Про этих вот «бакаляров» каких только историй не топтали друг другу робкие сельские школяры! У «бакаляра» де книга при себе есть особенная — страницы черные, а буквы белые, и кто заглянет в нее, начнет чахнуть, чахнуть, пока не умрет от страха и тоски. И уже был один такой хлопчик, который заглянул в нее из любопытства и умер. «Бакаляр» после того сгинул неизвестно куда, а черную его книгу люди отвезли в Киев и замуровали в церковную стену.
Выходило, что не всякое учение-то впрок бывает и не всякую книгу следует в руки брать…
Появлялись на селе и другие гости. Заходил однажды черноусый венгр-скрипач; мелькала по дворам быстрая цыганка в желто-фиолетовой юбке; останавливался русским: полк, шедший на строительство линий; цепляясь друг за друга брели вдоль улицы слепцы с темными от солнца и ветра лицами; иногда же приезжал лубенский полковник в жупане дорогого сукна; тогда в каждой почти семье начинались сборы в очередную кампанию или на государеву земляную работу, каналы копать. Село после этого делалось непривычно безлюдным.

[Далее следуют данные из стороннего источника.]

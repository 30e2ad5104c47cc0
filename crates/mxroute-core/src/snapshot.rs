//! Point-in-time view of a control panel account
//!
//! An [`AccountSnapshot`] is what the panel reported at fetch time: hosted
//! domains, mailboxes and forwarders. It is never refreshed; fetch a new one
//! instead.

use crate::error::Result;
use crate::forwarders::{ForwarderEntry, split_address};
use crate::traits::ControlPanel;
use std::collections::BTreeMap;
use tracing::debug;

/// Which per-domain lists [`AccountSnapshot::fetch`] should load
#[derive(Debug, Clone, Copy, PartialEq, Eq)]
pub struct FetchScope {
    /// Fetch mailboxes of every domain
    pub mailboxes: bool,
    /// Fetch forwarders of every domain
    pub forwarders: bool,
}

impl FetchScope {
    /// Domains only
    pub const DOMAINS: Self = Self {
        mailboxes: false,
        forwarders: false,
    };

    /// Domains, mailboxes and forwarders
    pub const ALL: Self = Self {
        mailboxes: true,
        forwarders: true,
    };
}

/// Domains, mailboxes and forwarders held by an account
///
/// Per-domain maps are keyed by the ASCII-lowercased domain; the original
/// spelling is kept in [`domains`](Self::domains).
#[derive(Debug, Clone, Default, PartialEq, Eq)]
pub struct AccountSnapshot {
    domains: Vec<String>,
    mailboxes: BTreeMap<String, Vec<String>>,
    forwarders: BTreeMap<String, BTreeMap<String, Vec<String>>>,
}

impl AccountSnapshot {
    /// Create a snapshot holding only a domain list
    pub fn new(domains: Vec<String>) -> Self {
        Self {
            domains,
            ..Self::default()
        }
    }

    /// Build a snapshot from forwarder entries, adding their domains
    pub fn from_forwarders(entries: impl IntoIterator<Item = ForwarderEntry>) -> Self {
        let mut snapshot = Self::default();
        for entry in entries {
            let domain = entry.domain().to_string();
            if snapshot.hosted_domain(&domain).is_none() {
                snapshot.domains.push(domain.clone());
            }
            snapshot
                .forwarders
                .entry(domain.to_ascii_lowercase())
                .or_default()
                .insert(entry.user().to_string(), entry.destinations().to_vec());
        }
        snapshot
    }

    /// Fetch the domain list and the per-domain lists selected by `scope`
    ///
    /// Issues one call for the domains plus one call per domain and list.
    pub async fn fetch(panel: &dyn ControlPanel, scope: FetchScope) -> Result<Self> {
        let mut snapshot = Self::new(panel.list_domains().await?);
        debug!(
            "{} reports {} domain(s)",
            panel.panel_name(),
            snapshot.domains.len()
        );

        for domain in snapshot.domains.clone() {
            if scope.mailboxes {
                let users = panel.list_mailboxes(&domain).await?;
                snapshot.insert_mailboxes(&domain, users);
            }
            if scope.forwarders {
                let forwarders = panel.list_forwarders(&domain).await?;
                snapshot.insert_forwarders(&domain, forwarders);
            }
        }

        Ok(snapshot)
    }

    /// Record the mailboxes of a domain
    pub fn insert_mailboxes(&mut self, domain: &str, users: Vec<String>) {
        self.mailboxes.insert(domain.to_ascii_lowercase(), users);
    }

    /// Record the forwarders of a domain
    pub fn insert_forwarders(&mut self, domain: &str, forwarders: BTreeMap<String, Vec<String>>) {
        self.forwarders
            .insert(domain.to_ascii_lowercase(), forwarders);
    }

    /// Hosted domains, in the order the panel listed them
    pub fn domains(&self) -> &[String] {
        &self.domains
    }

    /// The hosted spelling of `domain`, matched case-insensitively
    pub fn hosted_domain(&self, domain: &str) -> Option<&str> {
        self.domains
            .iter()
            .find(|d| d.eq_ignore_ascii_case(domain))
            .map(String::as_str)
    }

    /// Every mailbox as `user@domain`, grouped by domain
    pub fn mailbox_addresses(&self) -> Vec<String> {
        self.domains
            .iter()
            .filter_map(|domain| {
                self.mailboxes
                    .get(&domain.to_ascii_lowercase())
                    .map(|users| (domain, users))
            })
            .flat_map(|(domain, users)| {
                users
                    .iter()
                    .map(move |user| format!("{}@{}", user, domain))
            })
            .collect()
    }

    /// Every forwarder, grouped by domain
    pub fn forwarder_entries(&self) -> Vec<ForwarderEntry> {
        self.domains
            .iter()
            .filter_map(|domain| {
                self.forwarders
                    .get(&domain.to_ascii_lowercase())
                    .map(|forwarders| (domain, forwarders))
            })
            .flat_map(|(domain, forwarders)| {
                forwarders.iter().map(move |(user, destinations)| {
                    ForwarderEntry::new(format!("{}@{}", user, domain), destinations.clone())
                })
            })
            .collect()
    }

    /// Current destinations of the forwarder at `address`, if one exists
    pub fn forwarder(&self, address: &str) -> Option<&[String]> {
        let (user, domain) = split_address(address)?;
        self.forwarders
            .get(&domain.to_ascii_lowercase())?
            .get(user)
            .map(Vec::as_slice)
    }
}
//! Reconcile a desired forwarder list against an account snapshot

use super::{ForwarderEntry, same_destinations};
use crate::snapshot::AccountSnapshot;
use std::fmt;

/// What has to happen to one desired forwarder
///
/// There is deliberately no delete: forwarders that exist only on the
/// account are never touched.
#[derive(Debug, Clone, Copy, PartialEq, Eq, Hash)]
pub enum ChangeAction {
    /// The forwarder does not exist yet
    Create,
    /// The forwarder exists with a different destination set
    Update,
    /// The forwarder already has exactly these destinations
    Unchanged,
}

impl ChangeAction {
    /// Whether this action needs a remote write
    pub fn is_write(self) -> bool {
        !matches!(self, Self::Unchanged)
    }
}

impl fmt::Display for ChangeAction {
    fn fmt(&self, f: &mut fmt::Formatter<'_>) -> fmt::Result {
        f.write_str(match self {
            Self::Create => "CREATE",
            Self::Update => "UPDATE",
            Self::Unchanged => "UNCHANGED",
        })
    }
}

/// One line of a reconciliation plan
#[derive(Debug, Clone, PartialEq, Eq)]
pub struct ForwarderChange {
    /// The desired forwarder
    pub entry: ForwarderEntry,
    /// Destinations currently on the account, when the forwarder exists
    pub current: Option<Vec<String>>,
    /// What to do
    pub action: ChangeAction,
}

impl ForwarderChange {
    /// Local address
    pub fn address(&self) -> &str {
        self.entry.address()
    }

    /// Desired destinations
    pub fn destinations(&self) -> &[String] {
        self.entry.destinations()
    }
}

/// Compute the change needed for every desired entry, in input order
pub fn diff(desired: &[ForwarderEntry], current: &AccountSnapshot) -> Vec<ForwarderChange> {
    desired
        .iter()
        .map(|entry| {
            let existing = current.forwarder(entry.address());
            let action = match existing {
                None => ChangeAction::Create,
                Some(dests) if same_destinations(dests, entry.destinations()) => {
                    ChangeAction::Unchanged
                }
                Some(_) => ChangeAction::Update,
            };

            ForwarderChange {
                entry: entry.clone(),
                current: existing.map(<[String]>::to_vec),
                action,
            }
        })
        .collect()
}
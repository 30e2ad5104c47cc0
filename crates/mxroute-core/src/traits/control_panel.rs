// # Control Panel Trait
//
// Defines the interface to the hosting control panel's account API.
//
// ## Implementations
//
// - DirectAdmin (as run by MXRoute): `mxroute-directadmin` crate
//
// ## Usage
//
// ```rust,ignore
// use mxroute_core::ControlPanel;
//
// #[tokio::main]
// async fn main() -> anyhow::Result<()> {
//     let panel = /* ControlPanel implementation */;
//
//     for domain in panel.list_domains().await? {
//         let forwarders = panel.list_forwarders(&domain).await?;
//         println!("{}: {} forwarder(s)", domain, forwarders.len());
//     }
//
//     Ok(())
// }
// ```

use async_trait::async_trait;
use std::collections::BTreeMap;

/// One DNS record as held by the control panel's zone editor
#[derive(Debug, Clone, PartialEq, Eq, serde::Serialize, serde::Deserialize)]
pub struct DnsRecord {
    /// Record name, usually relative to the zone (e.g. `x._domainkey`)
    pub name: String,
    /// Record type (`TXT`, `MX`, ...)
    #[serde(rename = "type")]
    pub record_type: String,
    /// Record value exactly as the panel stores it
    pub value: String,
}

impl DnsRecord {
    /// Create a DNS record
    pub fn new(
        name: impl Into<String>,
        record_type: impl Into<String>,
        value: impl Into<String>,
    ) -> Self {
        Self {
            name: name.into(),
            record_type: record_type.into(),
            value: value.into(),
        }
    }
}

/// Trait for control panel implementations
///
/// # Contract
///
/// Implementations are single-shot: each method issues the API call(s) it
/// names and returns the answer. They do not retry, back off, or cache
/// anything between calls. Deciding whether a write is needed belongs to the
/// caller ([`SyncEngine`](crate::engine::SyncEngine)).
///
/// Rejected credentials must surface as
/// [`Error::Authentication`](crate::Error::Authentication) so callers can
/// abort instead of continuing with later calls.
#[async_trait]
pub trait ControlPanel: Send + Sync {
    /// List every domain hosted on the account
    async fn list_domains(&self) -> Result<Vec<String>, crate::Error>;

    /// List the mailbox user names (the part before `@`) of a domain
    async fn list_mailboxes(&self, domain: &str) -> Result<Vec<String>, crate::Error>;

    /// List a domain's forwarders as user name → destinations
    async fn list_forwarders(
        &self,
        domain: &str,
    ) -> Result<BTreeMap<String, Vec<String>>, crate::Error>;

    /// List the DNS records the panel holds for a domain
    async fn list_dns_records(&self, domain: &str) -> Result<Vec<DnsRecord>, crate::Error>;

    /// Create a forwarder for `user@domain`
    async fn create_forwarder(
        &self,
        domain: &str,
        user: &str,
        destinations: &[String],
    ) -> Result<(), crate::Error>;

    /// Replace the destinations of the existing forwarder `user@domain`
    async fn modify_forwarder(
        &self,
        domain: &str,
        user: &str,
        destinations: &[String],
    ) -> Result<(), crate::Error>;

    /// Get the panel name (for logging/debugging)
    fn panel_name(&self) -> &'static str;
}
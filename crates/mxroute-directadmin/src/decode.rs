//! Decoding of DirectAdmin `json=yes` response bodies
//!
//! DirectAdmin's legacy `CMD_API_*` commands answer with loosely shaped
//! JSON: plain arrays for lists, objects keyed by user for forwarders, and
//! `{"error": "1", "text": ..., "details": ...}` for failures, sometimes with
//! a 200 status.

use mxroute_core::traits::DnsRecord;
use mxroute_core::{Error, Result};
use serde_json::Value;
use std::collections::BTreeMap;

const PANEL: &str = "directadmin";

/// Longest body excerpt quoted in error messages
const EXCERPT_LEN: usize = 200;

/// Map a non-success HTTP status to an error
pub fn status_error(status: u16, body: &str) -> Error {
    match status {
        401 | 403 => Error::auth(format!(
            "Invalid username or login key, or the key lacks permission. Status: {}",
            status
        )),
        404 => Error::not_found(format!("Command not found. Status: {}", status)),
        500..=599 => Error::http(format!(
            "DirectAdmin server error: {} - {}",
            status,
            excerpt(body)
        )),
        _ => Error::http(format!("Request failed: {} - {}", status, excerpt(body))),
    }
}

/// Parse a response body and surface panel-reported errors
pub fn decode_body(body: &str) -> Result<Value> {
    let value: Value = serde_json::from_str(body).map_err(|e| {
        if body.trim_start().starts_with('<') {
            Error::decode(format!(
                "Expected JSON but got an HTML page; check host, username and login key ({})",
                e
            ))
        } else {
            Error::decode(format!("Invalid JSON ({}): {}", e, excerpt(body)))
        }
    })?;

    if is_error_flag(value.get("error")) {
        let text = value.get("text").and_then(Value::as_str).unwrap_or("Unknown error");
        let message = match value.get("details").and_then(Value::as_str) {
            Some(details) if !details.is_empty() => format!("{}: {}", text, details),
            _ => text.to_string(),
        };
        return Err(Error::panel(PANEL, message));
    }

    Ok(value)
}

fn is_error_flag(flag: Option<&Value>) -> bool {
    match flag {
        Some(Value::String(s)) => s == "1" || s.eq_ignore_ascii_case("true"),
        Some(Value::Number(n)) => n.as_u64() == Some(1),
        Some(Value::Bool(b)) => *b,
        _ => false,
    }
}

/// Decode a list of names (domains or mailbox users)
///
/// Accepts a JSON array of strings, an object wrapping one under `list`, or
/// an object whose values are the names.
pub fn decode_string_list(value: &Value) -> Result<Vec<String>> {
    match value {
        Value::Array(items) => items.iter().map(list_item).collect(),
        Value::Object(map) => match map.get("list") {
            Some(list) => decode_string_list(list),
            None => map.values().map(list_item).collect(),
        },
        Value::Null => Ok(Vec::new()),
        other => Err(Error::decode(format!("Expected a list, got {}", other))),
    }
}

fn list_item(item: &Value) -> Result<String> {
    item.as_str()
        .map(str::to_string)
        .ok_or_else(|| Error::decode(format!("Expected a string in list, got {}", item)))
}

/// Decode a forwarder list: user → destinations
///
/// Destinations arrive either as an array or as one comma-joined string.
pub fn decode_forwarders(value: &Value) -> Result<BTreeMap<String, Vec<String>>> {
    let map = match value {
        Value::Object(map) => map,
        Value::Array(items) if items.is_empty() => return Ok(BTreeMap::new()),
        Value::Null => return Ok(BTreeMap::new()),
        other => {
            return Err(Error::decode(format!(
                "Expected forwarders object, got {}",
                other
            )));
        }
    };

    map.iter()
        .map(|(user, destinations)| {
            let destinations = match destinations {
                Value::Array(items) => items
                    .iter()
                    .filter_map(Value::as_str)
                    .map(str::trim)
                    .filter(|d| !d.is_empty())
                    .map(str::to_string)
                    .collect(),
                Value::String(joined) => split_destinations(joined),
                other => {
                    return Err(Error::decode(format!(
                        "Unexpected destinations for {}: {}",
                        user, other
                    )));
                }
            };
            Ok((user.clone(), destinations))
        })
        .collect()
}

/// Decode the zone records of `CMD_API_DNS_CONTROL`
pub fn decode_dns_records(value: &Value) -> Result<Vec<DnsRecord>> {
    let records = value
        .get("records")
        .and_then(Value::as_array)
        .ok_or_else(|| Error::decode("Invalid response format: records is not an array"))?;

    Ok(records
        .iter()
        .filter_map(|record| {
            let name = record.get("name")?.as_str()?;
            let record_type = record.get("type").and_then(Value::as_str).unwrap_or_default();
            let value = record.get("value")?.as_str()?;
            Some(DnsRecord::new(name, record_type, value))
        })
        .collect())
}

fn split_destinations(joined: &str) -> Vec<String> {
    joined
        .split(',')
        .map(str::trim)
        .filter(|d| !d.is_empty())
        .map(str::to_string)
        .collect()
}

fn excerpt(body: &str) -> String {
    let body = body.trim();
    match body.char_indices().nth(EXCERPT_LEN) {
        Some((idx, _)) => format!("{}...", &body[..idx]),
        None => body.to_string(),
    }
}
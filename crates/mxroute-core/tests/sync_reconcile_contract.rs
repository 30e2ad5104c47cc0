//! Contract Test: Reconciliation Decisions
//!
//! Constraints verified:
//! - Create for absent forwarders, Update for changed destination sets,
//!   Unchanged (and no write) for identical ones
//! - One domain list call and one forwarder list call per affected domain
//! - One write call per changed forwarder
//! - Entries for domains the account does not host are rejected, not written

mod common;

use common::*;
use mxroute_core::forwarders::parse;
use mxroute_core::{ChangeAction, Error};

#[tokio::test]
async fn added_destination_becomes_update() {
    let panel = MockPanel::new(&["x.com"]).with_forwarder("a@x.com", &["b@x.com"]);
    let engine = engine_for(&panel);

    let plan = engine
        .plan(&parse("a@x.com --> b@x.com,c@x.com").unwrap())
        .await
        .unwrap();

    assert_eq!(plan.changes.len(), 1);
    assert_eq!(plan.changes[0].action, ChangeAction::Update);
    assert_eq!(plan.changes[0].destinations(), ["b@x.com", "c@x.com"]);

    let report = engine.apply(plan).await.unwrap();
    assert!(report.is_success());
    assert_eq!(
        panel.forwarder("a@x.com"),
        Some(vec!["b@x.com".to_string(), "c@x.com".to_string()])
    );
}

#[tokio::test]
async fn identical_forwarder_is_not_sent() {
    let panel = MockPanel::new(&["x.com"]).with_forwarder("a@x.com", &["b@x.com"]);

    let report = engine_for(&panel)
        .sync(&parse("a@x.com --> b@x.com").unwrap())
        .await
        .unwrap();

    assert_eq!(report.outcomes[0].change.action, ChangeAction::Unchanged);
    assert!(panel.writes().is_empty(), "Unchanged entries must not be written");
}

#[tokio::test]
async fn absent_forwarder_becomes_create() {
    let panel = MockPanel::new(&["x.com"]);

    let report = engine_for(&panel)
        .sync(&parse("new@x.com --> dest@x.com").unwrap())
        .await
        .unwrap();

    assert_eq!(report.succeeded(ChangeAction::Create).count(), 1);
    assert_eq!(panel.writes(), ["create new@x.com"]);
    assert_eq!(panel.forwarder("new@x.com"), Some(vec!["dest@x.com".to_string()]));
}

#[tokio::test]
async fn one_list_call_per_domain() {
    let panel = MockPanel::new(&["x.com", "y.org", "unused.net"]);
    let desired = parse(
        "a@x.com --> d@x.com\n\
         b@x.com --> d@x.com\n\
         c@y.org --> d@x.com\n\
         e@X.COM --> d@x.com\n",
    )
    .unwrap();

    engine_for(&panel).plan(&desired).await.unwrap();

    assert_eq!(panel.list_domains_calls(), 1);
    assert_eq!(
        panel.list_forwarders_calls(),
        2,
        "Expected one forwarder list per affected domain"
    );
}

#[tokio::test]
async fn one_write_per_changed_forwarder() {
    let panel = MockPanel::new(&["x.com"])
        .with_forwarder("same@x.com", &["d@x.com"])
        .with_forwarder("changed@x.com", &["d@x.com"]);
    let desired = parse(
        "same@x.com --> d@x.com\n\
         changed@x.com --> e@x.com\n\
         fresh@x.com --> d@x.com\n",
    )
    .unwrap();

    let report = engine_for(&panel).sync(&desired).await.unwrap();

    assert_eq!(panel.writes(), ["modify changed@x.com", "create fresh@x.com"]);
    assert_eq!(report.outcomes.len(), 3);
    assert_eq!(report.succeeded(ChangeAction::Unchanged).count(), 1);
    assert_eq!(report.succeeded(ChangeAction::Update).count(), 1);
    assert_eq!(report.succeeded(ChangeAction::Create).count(), 1);
}

#[tokio::test]
async fn unhosted_domain_is_rejected_without_write() {
    let panel = MockPanel::new(&["x.com"]);
    let desired = parse("a@elsewhere.net --> b@x.com\nc@x.com --> b@x.com\n").unwrap();

    let report = engine_for(&panel).sync(&desired).await.unwrap();

    assert_eq!(report.rejected.len(), 1);
    assert_eq!(report.rejected[0].entry.address(), "a@elsewhere.net");
    assert!(matches!(report.rejected[0].error, Error::NotFound(_)));
    assert_eq!(panel.writes(), ["create c@x.com"]);
    assert!(!report.is_success());
}

#[tokio::test]
async fn writes_use_the_panel_spelling_of_the_domain() {
    let panel = MockPanel::new(&["x.com"]);

    engine_for(&panel)
        .sync(&parse("a@X.Com --> b@x.com").unwrap())
        .await
        .unwrap();

    assert_eq!(panel.writes(), ["create a@x.com"]);
}

#[tokio::test]
async fn rejected_credentials_abort_planning() {
    let panel = MockPanel::new(&["x.com"]);
    panel.reject_credentials();

    let err = engine_for(&panel)
        .plan(&parse("a@x.com --> b@x.com").unwrap())
        .await
        .unwrap_err();

    assert!(err.is_authentication());
    assert!(panel.writes().is_empty());
}
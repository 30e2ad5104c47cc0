//! Error types for mxroute-tools
//!
//! This module defines all error types used throughout the workspace.

use thiserror::Error;

/// Result type alias for mxroute operations
pub type Result<T> = std::result::Result<T, Error>;

/// Why a forwarder line was rejected
#[derive(Error, Debug, Clone, PartialEq, Eq)]
pub enum FormatErrorKind {
    /// The line has no `-->` separator
    #[error("missing '-->' separator")]
    MissingSeparator,

    /// The line has more than one `-->` separator
    #[error("more than one '-->' separator")]
    ExtraSeparator,

    /// The local address is not of the form `user@domain`
    #[error("local address '{0}' must be of the form user@domain")]
    InvalidLocalAddress(String),

    /// Nothing remained on the right-hand side after trimming
    #[error("no destination addresses")]
    NoDestinations,
}

/// A malformed line in a forwarder list document
///
/// `line` is 1-based so it can be reported to the user as-is.
#[derive(Error, Debug, Clone, PartialEq, Eq)]
#[error("line {line}: {kind}")]
pub struct FormatError {
    /// 1-based line number in the input document
    pub line: usize,
    /// What was wrong with the line
    pub kind: FormatErrorKind,
}

impl FormatError {
    /// Create a format error for the given 1-based line
    pub fn new(line: usize, kind: FormatErrorKind) -> Self {
        Self { line, kind }
    }
}

/// Core error type for mxroute-tools
#[derive(Error, Debug)]
pub enum Error {
    /// Malformed forwarder list input
    #[error("Invalid forwarder list: {0}")]
    Format(#[from] FormatError),

    /// The control panel rejected the credentials
    #[error("Authentication failed: {0}")]
    Authentication(String),

    /// A single forwarder create/modify call failed
    #[error("Failed to write forwarder {address}: {message}")]
    RemoteWrite {
        /// The local address being written
        address: String,
        /// Error reported by the control panel or transport
        message: String,
    },

    /// Configuration errors
    #[error("Configuration error: {0}")]
    Config(String),

    /// I/O errors (reading input documents)
    #[error("I/O error: {0}")]
    Io(#[from] std::io::Error),

    /// HTTP transport or status errors
    #[error("HTTP error: {0}")]
    Http(String),

    /// The control panel answered with a body we could not understand
    #[error("Unexpected response: {0}")]
    Decode(String),

    /// DNS lookup errors
    #[error("DNS error: {0}")]
    Dns(String),

    /// Domain or record not found
    #[error("Not found: {0}")]
    NotFound(String),

    /// Control panel reported an error of its own
    #[error("Panel error ({panel}): {message}")]
    Panel {
        /// Panel name
        panel: String,
        /// Error message
        message: String,
    },
}

impl Error {
    /// Create a configuration error
    pub fn config(msg: impl Into<String>) -> Self {
        Self::Config(msg.into())
    }

    /// Create an authentication error
    pub fn auth(msg: impl Into<String>) -> Self {
        Self::Authentication(msg.into())
    }

    /// Create an HTTP error
    pub fn http(msg: impl Into<String>) -> Self {
        Self::Http(msg.into())
    }

    /// Create a decode error
    pub fn decode(msg: impl Into<String>) -> Self {
        Self::Decode(msg.into())
    }

    /// Create a DNS error
    pub fn dns(msg: impl Into<String>) -> Self {
        Self::Dns(msg.into())
    }

    /// Create a "not found" error
    pub fn not_found(msg: impl Into<String>) -> Self {
        Self::NotFound(msg.into())
    }

    /// Create a panel-specific error
    pub fn panel(panel: impl Into<String>, message: impl Into<String>) -> Self {
        Self::Panel {
            panel: panel.into(),
            message: message.into(),
        }
    }

    /// Create a remote write error for one forwarder
    pub fn remote_write(address: impl Into<String>, message: impl Into<String>) -> Self {
        Self::RemoteWrite {
            address: address.into(),
            message: message.into(),
        }
    }

    /// Whether this error means the credentials were rejected
    pub fn is_authentication(&self) -> bool {
        matches!(self, Self::Authentication(_))
    }
}
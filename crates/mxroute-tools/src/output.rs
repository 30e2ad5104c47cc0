//! Plain-text rendering of command results
//!
//! Everything here returns a `String` so `main` decides where it goes.

use mxroute_core::engine::SyncReport;
use mxroute_core::forwarders::SEPARATOR;
use mxroute_core::{ChangeAction, DkimReport, DkimStatus, ForwarderEntry};
use std::fmt::Write;

/// `# <title> (N)`, one item per line, then a blank line
fn section<I, S>(title: &str, items: I) -> String
where
    I: ExactSizeIterator<Item = S>,
    S: AsRef<str>,
{
    let mut out = format!("# {} ({})\n", title, items.len());
    for item in items {
        out.push_str(item.as_ref());
        out.push('\n');
    }
    out.push('\n');
    out
}

pub fn domains(domains: &[String]) -> String {
    section("Domains", domains.iter())
}

pub fn mailboxes(addresses: &[String]) -> String {
    section("Email Accounts", addresses.iter())
}

pub fn forwarders(entries: &[ForwarderEntry]) -> String {
    section("Forwarders", entries.iter().map(ForwarderEntry::to_line))
}

pub fn dkim(reports: &[DkimReport]) -> String {
    let mut out = String::from("* DKIM settings\n");
    for report in reports {
        let verdict = match report.status {
            DkimStatus::Correct => "DNS CORRECT",
            DkimStatus::Mismatch => "DNS SETUP",
            DkimStatus::Missing => "DNS FAILURE",
            DkimStatus::NotConfigured => "DKIM NOT CONFIGURED",
        };
        let _ = writeln!(out, "** {} for {}", verdict, report.domain);
        if let Some(record) = report.suggested_record() {
            let _ = writeln!(out, "{}\n", record);
        }
    }
    out
}

/// Per-entry lines for stdout and failure lines for stderr
pub struct SyncOutput {
    pub stdout: String,
    pub stderr: String,
}

pub fn sync(report: &SyncReport, dry_run: bool) -> SyncOutput {
    let mut stdout = String::new();
    let mut stderr = String::new();

    for outcome in &report.outcomes {
        match &outcome.result {
            Ok(()) => {
                let _ = writeln!(
                    stdout,
                    "{} {} {} {}",
                    outcome.change.action,
                    outcome.change.address(),
                    SEPARATOR,
                    outcome.change.destinations().join(",")
                );
            }
            Err(e) => {
                let _ = writeln!(stderr, "FAILED {}: {}", outcome.change.address(), e);
            }
        }
    }
    for rejected in &report.rejected {
        let _ = writeln!(
            stderr,
            "FAILED {}: {}",
            rejected.entry.address(),
            rejected.error
        );
    }
    if let Some(e) = &report.aborted {
        let _ = writeln!(stderr, "ABORTED: {}", e);
    }

    let _ = writeln!(
        stdout,
        "{}{} created, {} updated, {} unchanged, {} failed",
        if dry_run { "[dry-run] " } else { "" },
        report.succeeded(ChangeAction::Create).count(),
        report.succeeded(ChangeAction::Update).count(),
        report.succeeded(ChangeAction::Unchanged).count(),
        report.failure_count()
    );

    SyncOutput { stdout, stderr }
}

Существовала какая-то волнующая связь между миром, что открылся для него в родной долине, и жизнью, которая многолико и невнятно простиралась за ее пределами и все чаще и томительней давала знать о себе.
Мог, наверное, и он, как сотни людей до него и после него, остаться тут навсегда и прожить целую жизнь, и поте лица своего терпеливо споря с черной землей, чтобы потом лечь в нее и лежать там так тихо, так скромно, что через три или четыре поколения никто уже о нем не сумел бы вспомнить.
Это вполне могло с ним произойти. Но пусть кто-нибудь решился бы тогда сказать, что вот и он жил напрасно! Ведь безымянных, случайных судеб и вообще нет, как бы ни противоречила этому очевидность. Могучая стихия людской безымянности существует не напрасно, по для того, чтобы, напряженно трудясь, время от времени собирать в фокусе неповторимый образ, который отныне делается ее голосом и именем в истории. Так в конце концов должно было произойти и с ним. И вот однажды эта пока неясная ему сила подтолкнула его, мальчика, легонько в спину, и он почувствовал, что пора проститься с материнской долиной и идти.
«По охоте его отец отдал его паче в Киевское училище, славившееся тогда науками. Григорий скоро превзошел сверстников своих успехами и похвалами». Таково краткое сообщение Ковалинского о времени ученичества Сковороды в Киеве. Не считая двухгодичного перерыва, будущий философ провел в стенах Академии целое десятилетие, а о жизни его в эти годы, кроме приведенных выше двух фраз, точно почти ничего не известно. Биограф сообщает об интересующих нас событиях каким-то обидно будничным тоном, словно крутая перемена в жизни молодого Сковороды — дело вполне заурядное: явилась у сына «охота», и отец тут же «отдал» его в учение. Но благодаря каким усилиям это произошло? И далее, в чем состояли академические успехи Григория? Какого рода и от кого заслуживал он похвалы? Все это вопросы, на которые можно ответить лишь косвенно.
Впрочем, что касается успехов отрока из Чернух, то через четыре года учения они обнаружат себя весьма ошеломительно: будто по мановению волшебной палочки, он будет выхвачен из бурсацкой среды и, подобно герою гоголевской рождественской повести, вдруг окажется посреди блистающих золотом и зеркалами царских палат. Но это феерическое событие, кстати тоже скупо обозначенное биографом, мы оставим до времени, чтобы вернуться к самым первым дням юного Сковороды в Киеве.